Tag: Real estate

House prices!

A spotlight on some tough truths

I have long subscribed to Baseline Scenario and the latest article from James Kwak is a great example of why.

On August 23rd James published a Post with the compelling title of, “Housing in Ten Words”.  Here’s a flavour:

By James Kwak

“Housing Fades as a Means to Build Wealth, Analysts Say.” That’s the title of a New York Times article by David Streitfeld. Here’s most of the lead:

“Many real estate experts now believe that home ownership will never again yield rewards like those enjoyed in the second half of the 20th century, when houses not only provided shelter but also a plump nest egg.

“The wealth generated by housing in those decades, particularly on the coasts, did more than assure the owners a comfortable retirement. It powered the economy, paying for the education of children and grandchildren, keeping the cruise ships and golf courses full and the restaurants humming.

“More than likely, that era is gone for good.”

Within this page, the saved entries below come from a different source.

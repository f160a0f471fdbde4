//! Object-class emission.
//!
//! Classes form a single-inheritance chain; each emitted type embeds its
//! parent transparently and derefs to it, so the root class owns the raw
//! handle and every ancestor method stays reachable. The engine-side class
//! name is interned once per class and cached for the process lifetime.

use std::collections::HashSet;

use embergen_schema::model::ObjectClass;
use tracing::{debug, warn};

use crate::classify::{map_type, CtxKind};
use crate::context::GenerationContext;
use crate::enums::generate_enum;
use crate::error::CodegenError;
use crate::methods::{generate_method_vis, MethodKind};
use crate::naming::escape_ident;
use crate::printer::Printer;
use crate::virtuals::{generate_dispatcher, generate_virtual_proxy};

/// Emits one object class.
///
/// # Errors
/// Fatal on unresolvable type tokens outside the per-method skip rules.
pub fn generate_class(
    ctx: &GenerationContext,
    class: &ObjectClass,
    p: &mut Printer,
) -> Result<(), CodegenError> {
    let name = class.name.as_str();
    let lower = name.to_ascii_lowercase();

    emit_definition(class, p);
    emit_class_name_cache(name, &lower, p);

    for en in class.enums.as_deref().unwrap_or(&[]) {
        generate_enum(p, en, Some(name));
    }

    // Accessors a property wrapper supersedes drop to crate visibility;
    // the wrapper becomes the public surface. An accessor whose name the
    // wrapper would reuse keeps its visibility, since no wrapper is
    // emitted for it.
    let method_names: HashSet<&str> =
        class.method_list().iter().map(|m| m.name.as_str()).collect();
    let mut superseded: HashSet<&str> = HashSet::new();
    for prop in class.properties.as_deref().unwrap_or(&[]) {
        if !method_names.contains(prop.getter.as_str())
            || method_names.contains(prop.name.as_str())
        {
            continue;
        }
        if prop.getter != prop.name {
            superseded.insert(prop.getter.as_str());
        }
        if let Some(setter) = prop.setter.as_deref() {
            if method_names.contains(setter) && format!("set_{}", prop.name) != setter {
                superseded.insert(setter);
            }
        }
    }

    let mut resolvers = Printer::new();
    let mut body = Printer::new();

    emit_handle_plumbing(class, &mut body);
    if ctx.singletons.contains(name) {
        emit_singleton_plumbing(name, &lower, &mut resolvers, &mut body);
    } else if class.is_instantiable {
        emit_constructor(&lower, &mut body);
    }
    for constant in class.constants.as_deref().unwrap_or(&[]) {
        body.line(&format!(
            "pub const {}: i64 = {};",
            constant.name, constant.value
        ));
    }
    for signal in class.signals.as_deref().unwrap_or(&[]) {
        body.line(&format!(
            "pub const SIGNAL_{}: &'static str = \"{}\";",
            signal.name.to_ascii_uppercase(),
            signal.name
        ));
    }
    if !class.signals.as_deref().unwrap_or(&[]).is_empty()
        || !class.constants.as_deref().unwrap_or(&[]).is_empty()
    {
        body.blank();
    }

    for method in class.method_list() {
        let vis = if superseded.contains(method.name.as_str()) {
            "pub(crate)"
        } else {
            "pub"
        };
        generate_method_vis(
            ctx,
            MethodKind::Class { class: name },
            method,
            vis,
            &mut resolvers,
            &mut body,
        )?;
    }

    emit_properties(ctx, class, &mut body)?;

    p.line(resolvers.as_str());
    p.block(&format!("impl {name}"), |p| {
        p.line(body.as_str());
    });
    p.blank();

    emit_virtuals(ctx, class, p)?;
    Ok(())
}

fn emit_definition(class: &ObjectClass, p: &mut Printer) {
    let name = class.name.as_str();
    match &class.inherits {
        None => {
            p.line("#[repr(transparent)]");
            p.line("#[derive(Debug)]");
            p.block(&format!("pub struct {name}"), |p| {
                p.line("handle: *mut c_void,");
            });
        }
        Some(parent) => {
            p.line("#[repr(transparent)]");
            p.line("#[derive(Debug)]");
            p.block(&format!("pub struct {name}"), |p| {
                p.line(&format!("parent: {parent},"));
            });
            p.blank();
            p.block(&format!("impl std::ops::Deref for {name}"), |p| {
                p.line(&format!("type Target = {parent};"));
                p.block("fn deref(&self) -> &Self::Target", |p| {
                    p.line("&self.parent");
                });
            });
        }
    }
    p.blank();
}

fn emit_class_name_cache(name: &str, lower: &str, p: &mut Printer) {
    p.block(&format!("fn {lower}_class_name() -> &'static StringName"), |p| {
        p.line("static CELL: OnceLock<StringName> = OnceLock::new();");
        p.line(&format!("CELL.get_or_init(|| StringName::from(\"{name}\"))"));
    });
    p.blank();
}

fn emit_handle_plumbing(class: &ObjectClass, body: &mut Printer) {
    match &class.inherits {
        None => {
            body.block(
                "pub(crate) fn from_handle(handle: *mut c_void) -> Self",
                |p| {
                    p.line("Self { handle }");
                },
            );
            body.blank();
            body.line("#[must_use]");
            body.block("pub fn handle(&self) -> *mut c_void", |p| {
                p.line("self.handle");
            });
            body.blank();
        }
        Some(parent) => {
            body.block(
                "pub(crate) fn from_handle(handle: *mut c_void) -> Self",
                |p| {
                    p.line(&format!("Self {{ parent: {parent}::from_handle(handle) }}"));
                },
            );
            body.blank();
        }
    }
}

/// Singleton classes expose the engine-owned instance through a cached
/// shared handle; they are never constructed from Rust.
fn emit_singleton_plumbing(name: &str, lower: &str, resolvers: &mut Printer, body: &mut Printer) {
    resolvers.block(&format!("fn {lower}_singleton() -> *mut c_void"), |p| {
        p.line("static CELL: OnceLock<usize> = OnceLock::new();");
        p.line(&format!(
            "*CELL.get_or_init(|| sys().global_singleton({lower}_class_name()) as usize) as *mut c_void"
        ));
    });
    resolvers.blank();

    body.line(&format!("/// The engine-owned `{name}` instance."));
    body.line("#[must_use]");
    body.block("pub fn shared() -> Self", |p| {
        p.line(&format!("Self::from_handle({lower}_singleton())"));
    });
    body.blank();
}

fn emit_constructor(lower: &str, body: &mut Printer) {
    body.line("#[must_use]");
    body.block("pub fn new() -> Self", |p| {
        p.line(&format!(
            "let handle = unsafe {{ sys().construct_object({lower}_class_name()) }};"
        ));
        p.line("Self::from_handle(handle)");
    });
    body.blank();
}

fn emit_properties(
    ctx: &GenerationContext,
    class: &ObjectClass,
    body: &mut Printer,
) -> Result<(), CodegenError> {
    let name = class.name.as_str();
    let method_names: HashSet<&str> = class.method_list().iter().map(|m| m.name.as_str()).collect();

    for prop in class.properties.as_deref().unwrap_or(&[]) {
        if !method_names.contains(prop.getter.as_str()) {
            warn!(class = name, property = %prop.name, getter = %prop.getter, "property getter missing, skipping");
            continue;
        }
        if method_names.contains(prop.name.as_str()) {
            debug!(class = name, property = %prop.name, "property name shadows a method, skipping wrapper");
            continue;
        }
        let where_ = format!("{name}.{}", prop.name);
        // The wrapper's return type follows the getter method, which can
        // differ from the declared property type.
        let getter_ret = class
            .method_list()
            .iter()
            .find(|m| m.name == prop.getter)
            .and_then(|m| m.return_info().map(|(t, meta)| (t.to_string(), meta.map(String::from))));
        let ty = match &getter_ret {
            Some((token, meta)) => {
                let base = map_type(ctx, token, meta.as_deref(), CtxKind::Return, &where_)?;
                if ctx.is_object_class(token) {
                    format!("Option<{base}>")
                } else {
                    base
                }
            }
            None => map_type(ctx, &prop.ty, None, CtxKind::Return, &where_)?,
        };
        let prop_ident = escape_ident(&prop.name);
        let index_arg = prop.index.map(|i| i.to_string());

        body.line("#[must_use]");
        body.block(&format!("pub fn {prop_ident}(&self) -> {ty}"), |p| {
            match &index_arg {
                Some(index) => p.line(&format!("self.{}({index})", prop.getter)),
                None => p.line(&format!("self.{}()", prop.getter)),
            }
        });
        body.blank();

        if let Some(setter) = &prop.setter {
            if format!("set_{}", prop.name) == *setter {
                // The setter already carries the wrapper's name; it stays
                // public and no wrapper is emitted.
                continue;
            }
            // The wrapper's parameter mirrors the setter method's own
            // argument, which can differ from the declared property type.
            let setter_arg = class
                .method_list()
                .iter()
                .find(|m| m.name == *setter)
                .and_then(|m| m.args().last());
            let Some(setter_arg) = setter_arg else {
                debug!(class = name, property = %prop.name, setter = %setter, "property setter missing, read-only wrapper");
                continue;
            };
            let value_ty = map_type(
                ctx,
                &setter_arg.ty,
                setter_arg.meta.as_deref(),
                CtxKind::Argument,
                &where_,
            )?;
            let param_ty = match setter_arg.ty.as_str() {
                t if ctx.is_object_class(t) => format!("&{value_ty}"),
                "String" | "StringName" | "NodePath" | "Array" | "Dictionary" | "Variant" => {
                    format!("&{value_ty}")
                }
                t if t.starts_with("typedarray::") => format!("&{value_ty}"),
                _ => value_ty,
            };
            body.block(
                &format!("pub fn set_{prop_ident}(&self, value: {param_ty})"),
                |p| match &index_arg {
                    Some(index) => p.line(&format!("self.{setter}({index}, value);")),
                    None => p.line(&format!("self.{setter}(value);")),
                },
            );
            body.blank();
        }
    }
    Ok(())
}

fn emit_virtuals(
    ctx: &GenerationContext,
    class: &ObjectClass,
    p: &mut Printer,
) -> Result<(), CodegenError> {
    let mut names: Vec<&str> = Vec::new();
    for method in class.method_list() {
        if method.is_virtual {
            generate_virtual_proxy(ctx, &class.name, method, p)?;
            names.push(method.name.as_str());
        }
    }
    generate_dispatcher(&class.name, class.inherits.as_deref(), &names, p);
    Ok(())
}

#[cfg(test)]
mod tests {
    use super::*;
    use crate::context::tests::fixture_context;

    fn generate(name: &str) -> String {
        let ctx = fixture_context();
        let class = ctx.class_map[name].clone();
        let mut p = Printer::new();
        generate_class(&ctx, &class, &mut p).expect("generates");
        p.finish()
    }

    #[test]
    fn test_root_class_owns_the_handle() {
        let out = generate("Object");
        assert!(out.contains("pub struct Object"));
        assert!(out.contains("handle: *mut c_void,"));
        assert!(out.contains("pub fn handle(&self) -> *mut c_void"));
        assert!(!out.contains("impl std::ops::Deref for Object"));
    }

    #[test]
    fn test_child_class_derefs_to_parent() {
        let out = generate("Node2D");
        assert!(out.contains("parent: Node,"));
        assert!(out.contains("impl std::ops::Deref for Node2D"));
        assert!(out.contains("type Target = Node;"));
        assert!(out.contains("Self { parent: Node::from_handle(handle) }"));
    }

    #[test]
    fn test_class_name_cached_once() {
        let out = generate("Node");
        assert!(out.contains("fn node_class_name() -> &'static StringName"));
        assert!(out.contains("static CELL: OnceLock<StringName> = OnceLock::new();"));
        assert!(out.contains("CELL.get_or_init(|| StringName::from(\"Node\"))"));
    }

    #[test]
    fn test_property_wrapper_supersedes_getter() {
        let out = generate("Node");
        // The getter drops to crate visibility; the property wrapper is
        // the public surface. The setter already carries the wrapper name
        // and stays public untouched.
        assert!(out.contains("pub(crate) fn get_name(&self) -> StringName"));
        assert!(out.contains("pub fn name(&self) -> StringName"));
        assert!(out.contains("self.get_name()"));
        assert!(out.contains("pub fn set_name(&self, name: &GString)"));
    }

    #[test]
    fn test_singleton_class_gets_shared_accessor() {
        let out = generate("EmberServer");
        assert!(out.contains("fn emberserver_singleton() -> *mut c_void"));
        assert!(out.contains("sys().global_singleton(emberserver_class_name())"));
        assert!(out.contains("pub fn shared() -> Self"));
        assert!(out.contains("Self::from_handle(emberserver_singleton())"));
        // Singletons are engine-owned; no constructor is emitted.
        assert!(!out.contains("pub fn new() -> Self"));
    }

    #[test]
    fn test_signal_names_are_constants() {
        let out = generate("Node");
        assert!(out.contains("pub const SIGNAL_RENAMED: &'static str = \"renamed\";"));
    }

    #[test]
    fn test_virtual_dispatcher_chains_to_parent() {
        let out = generate("Node");
        assert!(out.contains("\"_process\" => Some(node_process_proxy as VirtualFn),"));
        assert!(out.contains("_ => object_virtual_dispatcher(name),"));
    }
}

I’ve been telling my friends for a decade that housing is a bad investment. These are real housing prices over the past century, based on data collected by Robert Shiller:

Robert Schiller is, of course, the well-known Yale University professor who wrote the book, Irrational Exuberance.   From Wikipedia:

Irrational Exuberance is a March 2000 book written by Yale University professor Robert Shiller, named after Alan Greenspan‘s “irrational exuberance” quote. Published at the height of the dot-com boom, it put forth several arguments demonstrating how the stock markets were overvalued at the time. Shiller was soon proven right when the Nasdaq peaked on the very month of the book’s publication, and the stock markets collapsed right after.

The second edition of Irrational Exuberance published in 2005 is updated to cover the housing bubble, especially in the United States. Shiller writes that the real estate bubble may soon burst, and he supports his claim by showing that median home prices are now six to nine times greater than median income in some areas of the country. He also shows that home prices, when adjusted for inflation, have produced very modest returns of less than 1%/year.

Shiller proved right again as witnessed by the fall of the housing bubble which was in part responsible for the Worldwide recession of 2008-2009.

Anyway, do read the full article from James on Baseline Scenario as it has plenty of messages that are still critically important for those trying to work out where it’s all still heading, economically.

For my money, I still think that slowly but steadily we are reverting to the old mean of home prices being about 2 to 2.5 times average annual salaries. With the added proviso that I think that it is more than likely that average salaries will slowly decline on both sides of the Atlantic over the next few years.  Tough times indeed!